> What to produce:
Whenever a line in the data contains "filename", show that line.

[Information supplied — start]

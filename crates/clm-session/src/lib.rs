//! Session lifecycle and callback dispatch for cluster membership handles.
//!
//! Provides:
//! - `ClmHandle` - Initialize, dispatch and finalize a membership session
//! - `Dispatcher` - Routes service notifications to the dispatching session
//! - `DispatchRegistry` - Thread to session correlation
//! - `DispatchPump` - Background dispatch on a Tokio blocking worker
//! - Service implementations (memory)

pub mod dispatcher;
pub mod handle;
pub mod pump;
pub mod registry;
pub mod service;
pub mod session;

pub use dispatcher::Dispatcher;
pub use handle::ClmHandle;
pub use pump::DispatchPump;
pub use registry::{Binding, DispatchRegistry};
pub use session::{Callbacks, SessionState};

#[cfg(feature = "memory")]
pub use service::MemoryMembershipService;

[Information supplied — finish]
[Information supplied — start]

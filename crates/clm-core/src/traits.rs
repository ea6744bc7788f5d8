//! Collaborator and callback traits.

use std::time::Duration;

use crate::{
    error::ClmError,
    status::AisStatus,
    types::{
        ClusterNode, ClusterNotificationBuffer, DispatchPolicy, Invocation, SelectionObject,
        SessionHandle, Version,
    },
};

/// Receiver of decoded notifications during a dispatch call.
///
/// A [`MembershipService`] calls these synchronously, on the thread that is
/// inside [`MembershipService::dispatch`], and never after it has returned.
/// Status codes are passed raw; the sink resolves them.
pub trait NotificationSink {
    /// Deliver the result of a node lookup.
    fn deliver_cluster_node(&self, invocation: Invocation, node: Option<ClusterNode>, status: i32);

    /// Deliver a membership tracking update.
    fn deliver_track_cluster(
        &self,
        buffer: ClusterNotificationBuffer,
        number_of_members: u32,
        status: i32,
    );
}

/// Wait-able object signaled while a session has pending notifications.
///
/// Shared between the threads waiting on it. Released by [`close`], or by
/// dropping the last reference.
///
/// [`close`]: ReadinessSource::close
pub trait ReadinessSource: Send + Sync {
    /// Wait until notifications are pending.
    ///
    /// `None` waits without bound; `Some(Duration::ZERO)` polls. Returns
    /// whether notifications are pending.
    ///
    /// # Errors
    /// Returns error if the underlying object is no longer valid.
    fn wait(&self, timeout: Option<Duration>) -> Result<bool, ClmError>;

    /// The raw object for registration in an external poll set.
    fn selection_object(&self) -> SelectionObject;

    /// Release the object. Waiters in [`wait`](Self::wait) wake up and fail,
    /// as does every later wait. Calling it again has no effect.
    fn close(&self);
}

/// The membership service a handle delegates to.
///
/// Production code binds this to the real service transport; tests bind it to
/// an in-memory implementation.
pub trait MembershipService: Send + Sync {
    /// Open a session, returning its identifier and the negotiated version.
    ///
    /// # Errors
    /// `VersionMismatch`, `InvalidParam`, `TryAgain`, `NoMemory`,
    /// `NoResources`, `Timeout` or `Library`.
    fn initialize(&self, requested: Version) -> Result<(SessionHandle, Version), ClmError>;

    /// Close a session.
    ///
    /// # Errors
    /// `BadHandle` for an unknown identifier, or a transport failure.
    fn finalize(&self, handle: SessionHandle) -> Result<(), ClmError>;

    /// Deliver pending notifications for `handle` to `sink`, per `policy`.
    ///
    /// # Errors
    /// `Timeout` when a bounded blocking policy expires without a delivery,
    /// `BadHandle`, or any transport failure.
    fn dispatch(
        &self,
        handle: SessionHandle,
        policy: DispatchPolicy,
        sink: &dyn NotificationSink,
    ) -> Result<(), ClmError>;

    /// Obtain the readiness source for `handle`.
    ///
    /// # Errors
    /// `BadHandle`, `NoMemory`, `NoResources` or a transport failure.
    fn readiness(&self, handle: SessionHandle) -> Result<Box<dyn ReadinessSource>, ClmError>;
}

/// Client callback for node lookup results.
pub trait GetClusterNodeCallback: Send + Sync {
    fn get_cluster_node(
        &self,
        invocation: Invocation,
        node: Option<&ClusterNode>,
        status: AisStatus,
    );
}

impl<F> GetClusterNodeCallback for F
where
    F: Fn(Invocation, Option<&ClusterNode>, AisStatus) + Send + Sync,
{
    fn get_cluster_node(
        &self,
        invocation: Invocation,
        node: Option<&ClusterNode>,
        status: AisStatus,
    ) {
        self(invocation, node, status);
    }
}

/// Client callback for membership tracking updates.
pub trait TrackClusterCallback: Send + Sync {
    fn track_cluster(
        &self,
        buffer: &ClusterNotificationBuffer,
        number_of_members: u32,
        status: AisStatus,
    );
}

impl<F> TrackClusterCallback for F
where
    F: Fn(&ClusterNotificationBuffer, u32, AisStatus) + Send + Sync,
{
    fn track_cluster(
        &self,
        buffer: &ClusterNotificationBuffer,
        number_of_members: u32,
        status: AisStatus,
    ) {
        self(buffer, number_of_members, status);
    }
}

[Information supplied — finish]

> Response:
filename crates/clm-session/src/lib.rs
filename crates/clm-core/src/traits.rs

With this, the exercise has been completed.